I've just spent a lovely day at the Ulster Folk Museum in Cultra, near Holywood in County Down. The weather was fine; the sun shone all day. I arrived before midday and parked at the Town Car-park. First stop was the visitor centre, where I picked up a map. The Museum has expanded considerably since my last visit, many summers ago.
Most of the exhibits were open; there were welcoming fires lit in many of them too. There are now more than fifty places to see at the Museum, including a picture-house, dispensary, hardware shop, drapery, churches, tea-rooms, bank - too many to mention.
This Ulster theme-park really is at the top of the visitor-list. It was particularly delightful to see the livestock happily grazing and wandering among the small fields and hedgerows. The hens, geese, sheep, donkey and pigs all seemed so contented.
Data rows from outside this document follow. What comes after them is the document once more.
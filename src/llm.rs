//! Run a target's prompt through an OpenAI-compatible chat endpoint.
//!
//! The prompt is fetched with [`ConnectionManager::get_prompt`], so the
//! usual connection checks and counters apply. Failures that happen after
//! that are reported as `execution_error` with `details.errorType` set to
//! `llm_config_error` or `llm_request_error`.

use std::time::Duration;

use once_cell::sync::Lazy;
use probe_mcp::{
    ConnectionManager, ErrorDescriptor, ErrorKind, OperationResult, PromptRendering, Stopwatch,
};
use regex::Regex;
use serde::{Deserialize, Serialize};
use serde_json::{json, Map, Value};
use thiserror::Error;
use tracing::{error, info};

pub const LLM_URL_ENV: &str = "LLM_URL";
pub const LLM_MODEL_ENV: &str = "LLM_MODEL_NAME";
pub const LLM_API_KEY_ENV: &str = "LLM_API_KEY";

const DEFAULT_MAX_TOKENS: u32 = 1000;
const DEFAULT_TEMPERATURE: f64 = 0.7;
const REQUEST_TIMEOUT: Duration = Duration::from_secs(60);
const MAX_ERROR_BODY_CHARS: usize = 500;

static FENCED_JSON: Lazy<Regex> =
    Lazy::new(|| Regex::new(r"(?s)```json\s*(.*?)\s*```").unwrap());

/// Per-call overrides; anything unset falls back to the environment.
#[derive(Debug, Clone, Default, Deserialize)]
pub struct LlmConfigOverrides {
    pub url: Option<String>,
    pub model: Option<String>,
    pub api_key: Option<String>,
    pub max_tokens: Option<u32>,
    pub temperature: Option<f64>,
}

/// Resolved endpoint settings.
#[derive(Clone, PartialEq)]
pub struct LlmSettings {
    pub url: String,
    pub model: String,
    api_key: String,
    pub max_tokens: u32,
    pub temperature: f64,
}

impl std::fmt::Debug for LlmSettings {
    fn fmt(&self, f: &mut std::fmt::Formatter<'_>) -> std::fmt::Result {
        f.debug_struct("LlmSettings")
            .field("url", &self.url)
            .field("model", &self.model)
            .field("api_key", &"****")
            .field("max_tokens", &self.max_tokens)
            .field("temperature", &self.temperature)
            .finish()
    }
}

impl LlmSettings {
    pub fn resolve(overrides: &LlmConfigOverrides) -> Result<Self, LlmError> {
        let pick = |value: &Option<String>, env: &str| {
            value
                .clone()
                .or_else(|| std::env::var(env).ok())
                .filter(|v| !v.trim().is_empty())
        };
        let url = pick(&overrides.url, LLM_URL_ENV);
        let model = pick(&overrides.model, LLM_MODEL_ENV);
        let api_key = pick(&overrides.api_key, LLM_API_KEY_ENV);

        match (url, model, api_key) {
            (Some(url), Some(model), Some(api_key)) => Ok(Self {
                url,
                model,
                api_key,
                max_tokens: overrides.max_tokens.unwrap_or(DEFAULT_MAX_TOKENS),
                temperature: overrides.temperature.unwrap_or(DEFAULT_TEMPERATURE),
            }),
            (url, model, api_key) => Err(LlmError::MissingConfig {
                has_url: url.is_some(),
                has_model: model.is_some(),
                has_api_key: api_key.is_some(),
            }),
        }
    }

    pub fn endpoint(&self) -> String {
        format!("{}/chat/completions", self.url.trim_end_matches('/'))
    }
}

#[derive(Debug, Error)]
pub enum LlmError {
    #[error("Missing LLM configuration. Provide llm_config or set LLM_URL, LLM_MODEL_NAME, and LLM_API_KEY")]
    MissingConfig {
        has_url: bool,
        has_model: bool,
        has_api_key: bool,
    },

    #[error("LLM request failed with status {status}")]
    Status { status: u16, body: String },

    #[error("LLM request failed: {0}")]
    Http(#[from] reqwest::Error),

    #[error("LLM response was malformed: {0}")]
    Malformed(String),
}

impl LlmError {
    pub fn error_type(&self) -> &'static str {
        match self {
            LlmError::MissingConfig { .. } => "llm_config_error",
            LlmError::Status { .. } | LlmError::Http(_) | LlmError::Malformed(_) => {
                "llm_request_error"
            }
        }
    }

    fn to_descriptor(&self) -> ErrorDescriptor {
        let descriptor = ErrorDescriptor::new(ErrorKind::ExecutionError, self.to_string())
            .with_detail("errorType", self.error_type());
        let (mut descriptor, suggestion) = match self {
            LlmError::MissingConfig {
                has_url,
                has_model,
                has_api_key,
            } => (
                descriptor
                    .with_detail("hasUrl", *has_url)
                    .with_detail("hasModel", *has_model)
                    .with_detail("hasApiKey", *has_api_key),
                "Set LLM_URL, LLM_MODEL_NAME, and LLM_API_KEY in your .env file",
            ),
            LlmError::Status { status, body } => (
                descriptor
                    .with_detail("statusCode", *status)
                    .with_detail("responseText", body.as_str()),
                "Check LLM endpoint configuration and API key",
            ),
            LlmError::Http(_) | LlmError::Malformed(_) => (
                descriptor,
                "Check that the LLM endpoint is reachable and OpenAI-compatible",
            ),
        };
        descriptor.suggestion = Some(suggestion.to_string());
        descriptor
    }
}

/// Arguments of `execute_prompt_with_llm`.
#[derive(Debug, Clone, Default, Deserialize)]
pub struct PromptExecution {
    pub prompt_name: String,
    #[serde(default)]
    pub prompt_arguments: Map<String, Value>,
    #[serde(default)]
    pub fill_variables: Option<Map<String, Value>>,
    #[serde(default)]
    pub llm_config: Option<LlmConfigOverrides>,
}

#[derive(Debug, Clone, PartialEq, Serialize, Deserialize)]
pub struct ChatMessage {
    pub role: String,
    pub content: String,
}

#[derive(Debug, Clone, Serialize)]
#[serde(rename_all = "camelCase")]
pub struct PromptSummary {
    pub name: String,
    pub arguments: Map<String, Value>,
    pub message_count: usize,
}

#[derive(Debug, Clone, Serialize)]
#[serde(rename_all = "camelCase")]
pub struct LlmReply {
    pub text: String,
    pub usage: Value,
    pub model: Option<String>,
}

#[derive(Debug, Clone, Serialize)]
#[serde(rename_all = "camelCase")]
pub struct LlmOutcome {
    pub prompt: PromptSummary,
    /// The body sent to the endpoint (credentials are never part of it).
    pub llm_request: Value,
    pub llm_response: LlmReply,
    pub parsed_response: Option<Value>,
    pub metadata: Map<String, Value>,
}

pub async fn execute_prompt_with_llm(
    manager: &ConnectionManager,
    http: &reqwest::Client,
    request: PromptExecution,
) -> OperationResult<LlmOutcome> {
    let stopwatch = Stopwatch::start();
    info!(
        prompt = %request.prompt_name,
        has_fill_variables = request.fill_variables.is_some(),
        "Executing prompt with LLM"
    );

    let prompt = manager
        .get_prompt(&request.prompt_name, request.prompt_arguments.clone())
        .await;
    let session = prompt.session.clone();
    let prompt_ms = prompt.timing.duration_ms;
    let rendering = match prompt.into_result() {
        Ok(rendering) => rendering,
        Err(descriptor) => return OperationResult::failed(descriptor, session, &stopwatch),
    };

    let mut messages = flatten_messages(&rendering);
    if let Some(variables) = &request.fill_variables {
        fill_variables(&mut messages, variables);
    }

    let overrides = request.llm_config.clone().unwrap_or_default();
    let settings = match LlmSettings::resolve(&overrides) {
        Ok(settings) => settings,
        Err(err) => {
            error!(prompt = %request.prompt_name, error = %err, "LLM not configured");
            return OperationResult::failed(err.to_descriptor(), session, &stopwatch);
        }
    };

    let body = json!({
        "model": settings.model,
        "messages": messages,
        "max_tokens": settings.max_tokens,
        "temperature": settings.temperature,
    });

    let llm_watch = Stopwatch::start();
    let reply = match complete(http, &settings, &body).await {
        Ok(reply) => reply,
        Err(err) => {
            error!(prompt = %request.prompt_name, error = %err, "LLM request failed");
            return OperationResult::failed(err.to_descriptor(), session, &stopwatch);
        }
    };
    let llm_ms = llm_watch.stop().duration_ms;

    let parsed_response = extract_json(&reply.text);
    let mut metadata = Map::new();
    metadata.insert("promptRetrievalMs".into(), json!(prompt_ms));
    metadata.insert("llmExecutionMs".into(), json!(llm_ms));
    metadata.insert("llmEndpoint".into(), json!(settings.url));
    metadata.insert("llmModel".into(), json!(settings.model));

    info!(
        prompt = %request.prompt_name,
        prompt_ms,
        llm_ms,
        "Prompt executed with LLM"
    );

    let outcome = LlmOutcome {
        prompt: PromptSummary {
            name: rendering.name,
            arguments: rendering.arguments,
            message_count: messages.len(),
        },
        llm_request: body,
        llm_response: reply,
        parsed_response,
        metadata,
    };
    OperationResult::ok(outcome, session, &stopwatch)
}

/// POST the chat request and pull out the first choice.
pub async fn complete(
    http: &reqwest::Client,
    settings: &LlmSettings,
    body: &Value,
) -> Result<LlmReply, LlmError> {
    let response = http
        .post(settings.endpoint())
        .bearer_auth(&settings.api_key)
        .timeout(REQUEST_TIMEOUT)
        .json(body)
        .send()
        .await?;

    let status = response.status();
    if !status.is_success() {
        let text = response.text().await.unwrap_or_default();
        return Err(LlmError::Status {
            status: status.as_u16(),
            body: truncate_chars(&text, MAX_ERROR_BODY_CHARS),
        });
    }

    let payload: Value = response.json().await?;
    let text = payload
        .pointer("/choices/0/message/content")
        .and_then(Value::as_str)
        .ok_or_else(|| LlmError::Malformed("missing choices[0].message.content".to_string()))?
        .to_string();

    Ok(LlmReply {
        text,
        usage: payload.get("usage").cloned().unwrap_or_else(|| json!({})),
        model: payload
            .get("model")
            .and_then(Value::as_str)
            .map(str::to_string),
    })
}

/// Reduce prompt messages to `{role, content}` text pairs.
pub fn flatten_messages(rendering: &PromptRendering) -> Vec<ChatMessage> {
    let Ok(Value::Array(messages)) = serde_json::to_value(&rendering.messages) else {
        return Vec::new();
    };

    messages
        .iter()
        .map(|message| {
            let role = message
                .get("role")
                .and_then(Value::as_str)
                .unwrap_or("user")
                .to_string();
            let content = match message.get("content") {
                Some(content) => match content.get("text").and_then(Value::as_str) {
                    Some(text) => text.to_string(),
                    None => content.to_string(),
                },
                None => String::new(),
            };
            ChatMessage { role, content }
        })
        .collect()
}

/// Replace `{name}` placeholders. Non-string values are inserted as pretty JSON.
pub fn fill_variables(messages: &mut [ChatMessage], variables: &Map<String, Value>) {
    for message in messages.iter_mut() {
        for (name, value) in variables {
            let placeholder = format!("{{{}}}", name);
            if !message.content.contains(&placeholder) {
                continue;
            }
            let replacement = match value {
                Value::String(s) => s.clone(),
                other => serde_json::to_string_pretty(other).unwrap_or_else(|_| other.to_string()),
            };
            message.content = message.content.replace(&placeholder, &replacement);
        }
    }
}

/// Best-effort JSON from a reply: a fenced json block, else a body that
/// starts with `{`.
pub fn extract_json(text: &str) -> Option<Value> {
    if let Some(captures) = FENCED_JSON.captures(text) {
        return captures
            .get(1)
            .and_then(|m| serde_json::from_str(m.as_str()).ok());
    }
    let trimmed = text.trim();
    if trimmed.starts_with('{') {
        return serde_json::from_str(trimmed).ok();
    }
    None
}

fn truncate_chars(text: &str, max: usize) -> String {
    text.chars().take(max).collect()
}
The big sow - and I'm not referring to a manager in my old bank - greeted me with a gentle grunt, while her piglets basked in the late Spring sunshine.
In the Old Rectory, traditional soda-farls were being baked on a griddle at the fire.
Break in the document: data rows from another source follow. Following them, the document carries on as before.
#[cfg(test)]
mod tests {
    use std::{
        collections::HashSet,
        sync::atomic::{AtomicBool, Ordering},
        time::Duration,
    };

    use async_trait::async_trait;
    use axum::{routing::post, Json, Router};
    use probe_mcp::{
        ClientError, ClientResult, Connector, Operation, PeerDetails, ProbeConfig, Reply, Target,
        TargetSession, ToolNameCache,
    };

    use super::*;

    /// Target with a single `review` prompt and one tool, `slow`, which
    /// answers after 500ms and flags `completed`.
    #[derive(Default)]
    struct PromptTarget {
        completed: Arc<AtomicBool>,
    }

    #[async_trait]
    impl Connector for PromptTarget {
        async fn open(
            &self,
            _target: &Target,
            _tool_names: ToolNameCache,
        ) -> ClientResult<Box<dyn TargetSession>> {
            Ok(Box::new(PromptSession {
                completed: Arc::clone(&self.completed),
            }))
        }
    }

    struct PromptSession {
        completed: Arc<AtomicBool>,
    }

    #[async_trait]
    impl TargetSession for PromptSession {
        fn peer_details(&self) -> PeerDetails {
            PeerDetails::default()
        }

        fn is_closed(&self) -> bool {
            false
        }

        async fn invoke(&self, operation: &Operation) -> ClientResult<Reply> {
            match operation {
                Operation::ListTools => Ok(Reply::Tools(Vec::new())),
                Operation::CallTool { name, .. } if name == "slow" => {
                    tokio::time::sleep(Duration::from_millis(500)).await;
                    self.completed.store(true, Ordering::SeqCst);
                    Ok(Reply::ToolCall(CallToolResult::success(vec![Content::text(
                        "done",
                    )])))
                }
                Operation::GetPrompt { name, .. } if name == "review" => {
                    Ok(Reply::Prompt(
                        serde_json::from_value(json!({
                            "messages": [
                                {"role": "user", "content": {"type": "text", "text": "Review {code}"}}
                            ]
                        }))
                        .unwrap(),
                    ))
                }
                _ => Err(ClientError::Rejected {
                    code: -32602,
                    message: "Unknown tool: nope".to_string(),
                    data: None,
                }),
            }
        }

        async fn close(&self) -> ClientResult<()> {
            Ok(())
        }
    }

    fn server_with(target: PromptTarget) -> ProbeServer {
        let manager = ConnectionManager::new(ProbeConfig::default(), Arc::new(target));
        ProbeServer::new(Arc::new(manager), ServerTransport::Stdio)
    }

    fn server() -> ProbeServer {
        server_with(PromptTarget::default())
    }

    fn args(value: Value) -> Option<JsonObject> {
        value.as_object().cloned()
    }

    fn envelope(result: &CallToolResult) -> Value {
        let raw = serde_json::to_value(result).unwrap();
        serde_json::from_str(raw["content"][0]["text"].as_str().unwrap()).unwrap()
    }

    #[test]
    fn test_catalogue() {
        let tools = catalogue();
        let names: HashSet<_> = tools.iter().map(|t| t.name.to_string()).collect();

        assert_eq!(names.len(), tools.len());
        for expected in [
            "connect_to_server",
            "disconnect",
            "get_connection_status",
            "list_tools",
            "call_tool",
            "list_resources",
            "read_resource",
            "list_prompts",
            "get_prompt",
            "execute_prompt_with_llm",
            "health_check",
            "ping",
        ] {
            assert!(names.contains(expected), "missing {}", expected);
        }
        for tool in &tools {
            assert_eq!(tool.input_schema["type"], "object");
        }
    }

    #[test]
    fn test_redacted_arguments() {
        let arguments = args(json!({
            "prompt_name": "review",
            "llm_config": {"url": "http://llm", "api_key": "sk-secret"}
        }))
        .unwrap();
        let logged = redacted(&arguments).to_string();
        assert!(!logged.contains("sk-secret"));
        assert!(logged.contains("http://llm"));
    }

    #[tokio::test]
    async fn test_unknown_tool_and_bad_arguments() {
        let server = server();

        let err = server.dispatch("format_disk", None).await.unwrap_err();
        assert_eq!(err.code.0, -32602);

        let err = server
            .dispatch("connect_to_server", args(json!({"uri": "x"})))
            .await
            .unwrap_err();
        assert!(err.message.contains("connect_to_server"));

        let err = server
            .dispatch("disconnect", args(json!({"force": true})))
            .await
            .unwrap_err();
        assert_eq!(err.code.0, -32602);
    }

    #[tokio::test]
    async fn test_status_envelope() {
        let server = server();
        let result = server.dispatch("get_connection_status", None).await.unwrap();

        assert_eq!(result.is_error, Some(false));
        let body = envelope(&result);
        assert_eq!(body["success"], true);
        assert_eq!(body["payload"]["type"], "status");
        assert_eq!(body["payload"]["connected"], false);
        assert_eq!(body.get("sessionSnapshot"), Some(&Value::Null));
        assert!(body["timing"]["durationMs"].is_number());
    }

    #[tokio::test]
    async fn test_failed_operation_sets_is_error() {
        let server = server();
        let result = server.dispatch("list_tools", None).await.unwrap();

        assert_eq!(result.is_error, Some(true));
        let body = envelope(&result);
        assert_eq!(body["success"], false);
        assert_eq!(body["error"]["kind"], "not_connected");
        assert!(body["error"]["suggestion"].is_string());
    }

    #[tokio::test]
    async fn test_connect_and_call_through_server() {
        let server = server();

        let result = server
            .dispatch("connect_to_server", args(json!({"url": "prompt-target"})))
            .await
            .unwrap();
        let body = envelope(&result);
        assert_eq!(body["success"], true);
        assert_eq!(body["payload"]["target"], "prompt-target");
        assert_eq!(body["sessionSnapshot"]["transportKind"], "local_process");

        let result = server
            .dispatch("call_tool", args(json!({"name": "nope"})))
            .await
            .unwrap();
        assert_eq!(result.is_error, Some(true));
        assert_eq!(envelope(&result)["error"]["kind"], "tool_not_found");

        let result = server.dispatch("disconnect", None).await.unwrap();
        assert_eq!(envelope(&result)["payload"]["wasConnected"], true);
    }

    #[tokio::test(start_paused = true)]
    async fn test_cancelled_call_is_dropped_uncounted() {
        let target = PromptTarget::default();
        let completed = Arc::clone(&target.completed);
        let server = server_with(target);
        server
            .dispatch("connect_to_server", args(json!({"url": "prompt-target"})))
            .await
            .unwrap();

        let ct = CancellationToken::new();
        let call = {
            let server = server.clone();
            let ct = ct.clone();
            tokio::spawn(async move {
                server
                    .dispatch_cancellable("call_tool", args(json!({"name": "slow"})), ct)
                    .await
            })
        };
        tokio::time::sleep(Duration::from_millis(50)).await;
        ct.cancel();
        assert!(call.await.unwrap().is_err());

        tokio::time::sleep(Duration::from_secs(1)).await;
        assert!(!completed.load(Ordering::SeqCst));

        let status = server.manager().status().await.payload.unwrap();
        assert!(status.connected);
        assert!(status.counters.is_zero());
    }

    #[tokio::test(start_paused = true)]
    async fn test_uncancelled_call_completes() {
        let server = server();
        server
            .dispatch("connect_to_server", args(json!({"url": "prompt-target"})))
            .await
            .unwrap();

        let result = server
            .dispatch_cancellable(
                "call_tool",
                args(json!({"name": "slow"})),
                CancellationToken::new(),
            )
            .await
            .unwrap();
        assert_eq!(result.is_error, Some(false));
        assert_eq!(
            server.manager().counters().await.unwrap().tool_calls,
            1
        );
    }

    #[tokio::test]
    async fn test_diagnostics() {
        let server = server();

        let pong = server.dispatch("ping", None).await.unwrap();
        assert_eq!(
            serde_json::to_value(&pong).unwrap()["content"][0]["text"],
            "pong"
        );

        let health = server.dispatch("health_check", None).await.unwrap();
        let body = envelope(&health);
        assert_eq!(body["status"], "healthy");
        assert_eq!(body["transport"], "stdio");
    }

    #[tokio::test]
    async fn test_execute_prompt_with_llm() {
        let router = Router::new().route(
            "/chat/completions",
            post(|Json(body): Json<Value>| async move {
                let prompt = body["messages"][0]["content"].as_str().unwrap_or_default();
                Json(json!({
                    "model": "mock",
                    "choices": [{"message": {"content": format!("{{\"echo\": {:?}}}", prompt)}}],
                    "usage": {"prompt_tokens": 3}
                }))
            }),
        );
        let listener = tokio::net::TcpListener::bind("127.0.0.1:0").await.unwrap();
        let url = format!("http://{}", listener.local_addr().unwrap());
        tokio::spawn(async move {
            let _ = axum::serve(listener, router).await;
        });

        let server = server();
        server
            .dispatch("connect_to_server", args(json!({"url": "prompt-target"})))
            .await
            .unwrap();

        let result = server
            .dispatch(
                "execute_prompt_with_llm",
                args(json!({
                    "prompt_name": "review",
                    "fill_variables": {"code": "x = 1"},
                    "llm_config": {"url": url, "model": "mock", "api_key": "sk-secret"}
                })),
            )
            .await
            .unwrap();

        let raw = serde_json::to_string(&result).unwrap();
        assert!(!raw.contains("sk-secret"));

        let body = envelope(&result);
        assert_eq!(body["success"], true, "{}", body);
        let payload = &body["payload"];
        assert_eq!(payload["prompt"]["messageCount"], 1);
        assert_eq!(payload["llmResponse"]["model"], "mock");
        assert_eq!(payload["parsedResponse"]["echo"], "Review x = 1");
        assert_eq!(payload["llmRequest"]["max_tokens"], 1000);

        let status = server.manager().status().await.payload.unwrap();
        assert_eq!(status.counters.prompts_retrieved, 1);
    }
}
At about three o'clock I strolled in to the tea-room, hoping to indulge in an Ulster Fry. To my disappointment this wasn't available. Fancy no Ulster Fries at the Ulster folk Museum! You'd have thought it would have been an obvious item for their menu, especially with so many tourists. I had the "chef's special" - beef Stroganoff and chips. Not great at all and probably cooked four hours earlier. It cost £4.50. I ought to have known better.
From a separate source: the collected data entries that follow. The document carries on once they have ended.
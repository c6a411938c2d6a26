//! Scripted in-memory target for driving `ConnectionManager` in tests.

#![allow(dead_code)]

use std::{
    sync::{
        atomic::{AtomicBool, AtomicUsize, Ordering},
        Arc,
    },
    time::Duration,
};

use async_trait::async_trait;
use parking_lot::Mutex;
use probe_mcp::{
    error::ClientResult, ClientError, ConnectionManager, Connector, Operation, PeerCapabilities,
    PeerDetails, PeerIdentity, ProbeConfig, Reply, Target, TargetSession, ToolNameCache,
};
use serde_json::{json, Map, Value};

/// Counts shared by a connector and every session it opens.
#[derive(Debug, Default)]
pub struct Calls {
    pub opens: AtomicUsize,
    pub invocations: AtomicUsize,
    pub closes: AtomicUsize,
    pub targets: Mutex<Vec<String>>,
}

impl Calls {
    pub fn opens(&self) -> usize {
        self.opens.load(Ordering::SeqCst)
    }

    pub fn invocations(&self) -> usize {
        self.invocations.load(Ordering::SeqCst)
    }

    pub fn closes(&self) -> usize {
        self.closes.load(Ordering::SeqCst)
    }
}

/// Opens [`ScriptedSession`]s. Targets named `hang`, `broken` and `panic`
/// misbehave during the handshake; anything else succeeds.
#[derive(Debug, Default, Clone)]
pub struct ScriptedConnector {
    pub calls: Arc<Calls>,
    /// Most recently handed-out tool cache, for simulating notifications.
    pub last_cache: Arc<Mutex<Option<ToolNameCache>>>,
}

#[async_trait]
impl Connector for ScriptedConnector {
    async fn open(
        &self,
        target: &Target,
        tool_names: ToolNameCache,
    ) -> ClientResult<Box<dyn TargetSession>> {
        self.calls.opens.fetch_add(1, Ordering::SeqCst);
        self.calls.targets.lock().push(target.as_str().to_string());

        match target.as_str() {
            "hang" => std::future::pending().await,
            "broken" => Err(ClientError::Open("spawn failed: no such file".to_string())),
            "panic" => panic!("handshake exploded"),
            _ => {
                *self.last_cache.lock() = Some(tool_names);
                Ok(Box::new(ScriptedSession {
                    calls: Arc::clone(&self.calls),
                    closed: AtomicBool::new(false),
                }))
            }
        }
    }
}

/// An echo-style target with a fixed catalogue.
///
/// Tools: `echo`, `slow` (never answers), `fail` (isError result),
/// `crash` (panics), `drop` (channel dies mid-call), `vanish` (succeeds,
/// then the channel is gone), `stall` (channel dies, call never answers).
#[derive(Debug)]
pub struct ScriptedSession {
    calls: Arc<Calls>,
    closed: AtomicBool,
}

#[async_trait]
impl TargetSession for ScriptedSession {
    fn peer_details(&self) -> PeerDetails {
        PeerDetails {
            identity: Some(PeerIdentity {
                name: "scripted-echo".to_string(),
                version: "0.1.0".to_string(),
            }),
            capabilities: PeerCapabilities {
                tools: true,
                resources: true,
                prompts: true,
            },
            protocol_version: Some("2025-03-26".to_string()),
            instructions: None,
        }
    }

    fn is_closed(&self) -> bool {
        self.closed.load(Ordering::SeqCst)
    }

    async fn invoke(&self, operation: &Operation) -> ClientResult<Reply> {
        self.calls.invocations.fetch_add(1, Ordering::SeqCst);

        match operation {
            Operation::ListTools => Ok(Reply::Tools(tools())),
            Operation::CallTool { name, arguments } => self.call(name, arguments).await,
            Operation::ListResources => Ok(Reply::Resources(from_json(json!([
                {"uri": "file:///greeting.txt", "name": "greeting", "mimeType": "text/plain"}
            ])))),
            Operation::ReadResource { uri } if uri == "file:///greeting.txt" => {
                Ok(Reply::ResourceContents(from_json(json!({
                    "contents": [
                        {"uri": "file:///greeting.txt", "mimeType": "text/plain", "text": "hello"}
                    ]
                }))))
            }
            Operation::ReadResource { uri } => Err(ClientError::Rejected {
                code: -32002,
                message: format!("Resource {} not found", uri),
                data: None,
            }),
            Operation::ListPrompts => Ok(Reply::Prompts(from_json(json!([
                {
                    "name": "greet",
                    "description": "Greet someone",
                    "arguments": [{"name": "name", "required": true}]
                }
            ])))),
            Operation::GetPrompt { name, arguments } if name == "greet" => {
                let Some(who) = arguments.get("name").and_then(Value::as_str) else {
                    return Err(ClientError::Rejected {
                        code: -32602,
                        message: "Missing required argument: name".to_string(),
                        data: None,
                    });
                };
                Ok(Reply::Prompt(from_json(json!({
                    "description": "Greet someone",
                    "messages": [
                        {"role": "user", "content": {"type": "text", "text": format!("Say hello to {}", who)}}
                    ]
                }))))
            }
            Operation::GetPrompt { name, .. } => Err(ClientError::Rejected {
                code: -32602,
                message: format!("Prompt '{}' not found", name),
                data: None,
            }),
        }
    }

    async fn close(&self) -> ClientResult<()> {
        self.calls.closes.fetch_add(1, Ordering::SeqCst);
        self.closed.store(true, Ordering::SeqCst);
        Ok(())
    }
}

impl ScriptedSession {
    async fn call(&self, name: &str, arguments: &Map<String, Value>) -> ClientResult<Reply> {
        match name {
            "echo" => {
                let message = arguments
                    .get("message")
                    .and_then(Value::as_str)
                    .ok_or_else(|| ClientError::Rejected {
                        code: -32602,
                        message: "Invalid arguments: 'message' is required".to_string(),
                        data: None,
                    })?;
                Ok(text_result(message, false))
            }
            "slow" => std::future::pending().await,
            "fail" => Ok(text_result("division by zero", true)),
            "crash" => panic!("tool handler bug"),
            "drop" => {
                self.closed.store(true, Ordering::SeqCst);
                Err(ClientError::TransportClosed("connection reset".to_string()))
            }
            "stall" => {
                self.closed.store(true, Ordering::SeqCst);
                std::future::pending().await
            }
            "vanish" => {
                self.closed.store(true, Ordering::SeqCst);
                Ok(text_result("bye", false))
            }
            other => Err(ClientError::Rejected {
                code: -32602,
                message: format!("Unknown tool: {}", other),
                data: None,
            }),
        }
    }
}

pub fn tools() -> Vec<rmcp::model::Tool> {
    from_json(json!([
        {
            "name": "echo",
            "description": "Echo a message back",
            "inputSchema": {
                "type": "object",
                "properties": {"message": {"type": "string"}},
                "required": ["message"]
            }
        },
        {
            "name": "slow",
            "description": "Never finishes",
            "inputSchema": {"type": "object"}
        }
    ]))
}

fn text_result(text: &str, is_error: bool) -> Reply {
    Reply::ToolCall(from_json(json!({
        "content": [{"type": "text", "text": text}],
        "isError": is_error
    })))
}

fn from_json<T: serde::de::DeserializeOwned>(value: Value) -> T {
    serde_json::from_value(value).unwrap()
}

pub fn args(value: Value) -> Map<String, Value> {
    match value {
        Value::Object(map) => map,
        other => panic!("expected object, got {}", other),
    }
}

pub fn manager_with(config: ProbeConfig) -> (ConnectionManager, ScriptedConnector) {
    let connector = ScriptedConnector::default();
    let manager = ConnectionManager::new(config, Arc::new(connector.clone()));
    (manager, connector)
}

pub fn manager() -> (ConnectionManager, ScriptedConnector) {
    manager_with(ProbeConfig::default().with_connect_timeout(Duration::from_secs(5)))
}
I finished off my trip with a visit to the exhibition galleries and left the Museum at about four o'clock.
The previous evening I'd been to the Queen's Film Theatre, Belfast, to see a splendid film called Happy-Go-Lucky. I parked at University Square and the show started at six forty-five. The ticket cost £5.50. The QFT has to be one of the most comfortable cinemas in the Province.
Coincidentally, the tickets for the Museum and the cinema both cost £5.50 each.